A recent article by the Directors of the US National Institutes of Health gave a confident answer. It claimed that Sweden ‘was the best in the world at protecting human life during the Covid pandemic. It had the lowest level of age-adjusted, all-cause excess deaths in the world between March 2020 and December 2024.’

Excess mortality is commonly quoted when comparing the impact of COVID in different countries. The metric is often reported as if hard data, but it’s actually the output of a scenario model – and it can depend on some very strong assumptions.

Let’s start with the graph the above article links to1. In this plot, Sweden comes out with lowest cumulative excess mortality among the comparators considered, even above New Zealand by the end of 2024:

Notice anything unusual about the above plot? In particular, look at the sign of cumulative excess mortality: it is negative for both Sweden and New Zealand. It’s well established that New Zealand had a drop in mortality in 2020-21, given reduction in other seasonal infections. But is it really plausible that Sweden would have seen more mortality over the past six years had the COVID pandemic not happened?

‘The death-rate is a fact; anything beyond this is an inference.’ –William Farr (1807-1883)

Mortality is something that can be measured. But excess mortality is a hypothetical comparison. It asks: how many more deaths occurred than expected? Which requires that we come up with some model of what ‘expected’ looks like.

To illustrate the challenge, here is Sweden mortality from 2010-19. What would we have expected to happen in 2020-24 without the COVID pandemic?

The excess mortality plot earlier used the average mortality in 2017-19 as the baseline for what would have been ‘expected’. But you’ll notice that 2018 and especially 2019 were quite a lot lower than 2017, so taking the average fixes the ‘expected’ baseline at quite a high level. Hence post-2020, this assumption leads to Sweden having a substantially negative excess mortality.

But is a fixed baseline really that plausible if there’s a downward trend in mortality prior to 2020? What if we instead fit a linear trend to 2017-19 and use that as the expectation? Under this assumption, the actual mortality in Sweden ended up much higher than the expected trend:

This subtle difference in assumptions about the baseline matters. If we use the first assumption, with a fixed baseline, then Sweden has very low – and negative – excess mortality, lower than nearby countries and New Zealand.
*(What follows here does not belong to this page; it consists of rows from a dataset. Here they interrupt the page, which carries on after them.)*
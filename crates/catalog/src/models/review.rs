//! Review domain types.
//!
//! One review per user per product, enforced by a compound unique index.
//! The `verified` flag is derived from the order linkage at save time and is
//! monotonic: once true, never reverted by the derivation.

use chrono::{DateTime, Utc};
use serde::{Deserialize, Serialize};

use orchard_core::{OrderId, ProductId, ReviewId, UserId};

use crate::validate::{Validate, ValidationErrors, check_opt_str_max, check_range_i32};

/// Maximum number of images attachable to a review.
pub const MAX_REVIEW_IMAGES: usize = 5;

/// Helpful-vote tally for a review.
#[derive(Debug, Clone, Default, PartialEq, Eq, Serialize, Deserialize)]
pub struct HelpfulVotes {
    /// Number of distinct users who found the review helpful.
    pub count: i64,
    /// The users who voted; one vote each.
    pub user_ids: Vec<UserId>,
}

/// A merchant response attached to a review.
#[derive(Debug, Clone, PartialEq, Eq, Serialize, Deserialize)]
pub struct ReviewResponse {
    pub text: String,
    pub responded_by: String,
    pub responded_at: DateTime<Utc>,
}

/// A customer review of a product.
#[derive(Debug, Clone, Serialize, Deserialize)]
pub struct Review {
    /// Unique review ID.
    pub id: ReviewId,
    /// Reviewed product.
    pub product_id: ProductId,
    /// Review author.
    pub user_id: UserId,
    /// Linked purchase, when the reviewer bought the product here.
    pub order_id: Option<OrderId>,
    /// Star rating in `[1, 5]`.
    pub rating: i32,
    /// Optional headline.
    pub title: Option<String>,
    /// Review body.
    pub comment: String,
    /// Attached image URLs; at most [`MAX_REVIEW_IMAGES`].
    pub images: Vec<String>,
    /// Whether the review is provably tied to a purchase.
    pub verified: bool,
    /// Helpful-vote tally.
    pub helpful: HelpfulVotes,
    /// Merchant response, if any.
    pub response: Option<ReviewResponse>,
    /// Whether moderation approved the review.
    pub is_approved: bool,
    /// Whether the review was reported.
    pub is_reported: bool,
    /// When the review was created.
    pub created_at: DateTime<Utc>,
    /// When the review was last updated.
    pub updated_at: DateTime<Utc>,
}

/// Input for posting a review.
#[derive(Debug, Clone)]
pub struct NewReview {
    pub product_id: ProductId,
    pub user_id: UserId,
    pub order_id: Option<OrderId>,
    pub rating: i32,
    pub title: Option<String>,
    pub comment: String,
    pub images: Vec<String>,
}

impl NewReview {
    /// Create input with no order linkage or images.
    #[must_use]
    pub fn new(
        product_id: ProductId,
        user_id: UserId,
        rating: i32,
        comment: impl Into<String>,
    ) -> Self {
        Self {
            product_id,
            user_id,
            order_id: None,
            rating,
            title: None,
            comment: comment.into(),
            images: Vec::new(),
        }
    }
}

impl Validate for NewReview {
    fn validate(&self) -> Result<(), ValidationErrors> {
        let mut errors = ValidationErrors::new();

        check_range_i32(&mut errors, "rating", self.rating, 1, 5);
        check_opt_str_max(&mut errors, "title", self.title.as_deref(), 100);

        let comment_len = self.comment.trim().chars().count();
        if comment_len == 0 {
            errors.push("comment", "comment is required");
        } else if !(10..=5000).contains(&comment_len) {
            errors.push("comment", "must be between 10 and 5000 characters");
        }

        if self.images.len() > MAX_REVIEW_IMAGES {
            errors.push(
                "images",
                format!("cannot upload more than {MAX_REVIEW_IMAGES} images"),
            );
        }

        errors.into_result()
    }
}

#[cfg(test)]
#[allow(clippy::unwrap_used)]
mod tests {
    use super::*;

    fn seed_review() -> NewReview {
        NewReview::new(
            ProductId::new(10),
            UserId::new(1),
            4,
            "Sturdy handle, cuts cleanly through compacted soil.",
        )
    }

    #[test]
    fn test_validate_ok() {
        assert!(seed_review().validate().is_ok());
    }

    #[test]
    fn test_validate_rating_bounds() {
        for rating in [0, 6, -1] {
            let mut new = seed_review();
            new.rating = rating;
            let err = new.validate().unwrap_err();
            assert_eq!(err.errors()[0].field, "rating");
        }
        for rating in 1..=5 {
            let mut new = seed_review();
            new.rating = rating;
            assert!(new.validate().is_ok());
        }
    }

    #[test]
    fn test_validate_comment_too_short() {
        let mut new = seed_review();
        new.comment = "Nice.".to_owned();
        let err = new.validate().unwrap_err();
        assert_eq!(err.errors()[0].field, "comment");
    }

    #[test]
    fn test_validate_image_cap() {
        let mut new = seed_review();
        new.images = (0..6).map(|i| format!("img-{i}.jpg")).collect();
        let err = new.validate().unwrap_err();
        assert_eq!(err.errors()[0].field, "images");
    }
}
//! Orchard CLI - Database migrations and management tools.
//!
//! # Usage
//!
//! ```bash
//! # Run catalog database migrations
//! orchard-cli migrate
//!
//! # Seed the catalog with sample data
//! orchard-cli seed
//! ```
//!
//! # Environment Variables
//!
//! - `CATALOG_DATABASE_URL` - `PostgreSQL` connection string
//!   (falls back to `DATABASE_URL`)

#![cfg_attr(not(test), forbid(unsafe_code))]

use clap::{Parser, Subcommand};

mod commands;

#[derive(Parser)]
#[command(name = "orchard-cli")]
#[command(author, version, about = "Orchard CLI tools")]
struct Cli {
    #[command(subcommand)]
    command: Commands,
}

#[derive(Subcommand)]
enum Commands {
    /// Run catalog database migrations
    Migrate,
    /// Seed the catalog with sample data
    Seed,
}

#[tokio::main]
async fn main() {
    // Initialize tracing
    tracing_subscriber::fmt::init();

    let cli = Cli::parse();

    let result: Result<(), Box<dyn std::error::Error>> = run(cli).await;

    if let Err(e) = result {
        tracing::error!("Command failed: {e}");
        std::process::exit(1);
    }
}

async fn run(cli: Cli) -> Result<(), Box<dyn std::error::Error>> {
    match cli.command {
        Commands::Migrate => commands::migrate::run().await?,
        Commands::Seed => commands::seed::run().await?,
    }
    Ok(())
}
If we instead use a linear trend as the post-2020 baseline for all countries, Sweden ends up with a much higher – and positive – excess, with all the others lower:

Because excess mortality calculations can be so sensitive to the baseline assumption we choose, and we are effectively extrapolating from a short time series (2017-19) to a longer time period (2020-24), it’s possible to cherry-pick baselines that can generate all sorts of different rankings.

For example, if we pick 2018-19 for the linear trend baseline, then Sweden comes out worse than even the US:

In contrast, if we pick a (totally arbitrary and unjustified) 2013-15 period for the linear trend to extrapolate from, we could even make New Zealand come out with the highest excess mortality of the three, and the US with the lowest:

This doesn’t mean it’s impossible to say anything at all about the impact of the pandemic, and we should all just cherry-pick our favourite baseline. Regardless of the assumption we use, Sweden was hit hard by COVID in 2020, like many other countries in Europe. It’s the extrapolation beyond this point that becomes very sensitive to assumptions.

We can use statistical models to identify which trend assumption might be more or less plausible given the data. For example, if we fit a generalised additive model (i.e. a flexible extension of a linear regression), it suggests there is evidence for a near-linear decline as the most reasonable expectation:

However, that low 2019 data point makes it difficult to be confident. If we focus only on data from 2015-19 instead, we get a steeper downward trend, which would produce a higher estimate of excess mortality:

It’s somewhat ironic that the country in Europe that was an outlier in its COVID response also had an outlier mortality data point immediately before the pandemic, making it near impossible to reliably compare it to other countries.

This is a useful reminder that excess mortality is not data. It is a scenario model for a reality that didn’t happen – and it depends a lot on the assumptions we make along the way.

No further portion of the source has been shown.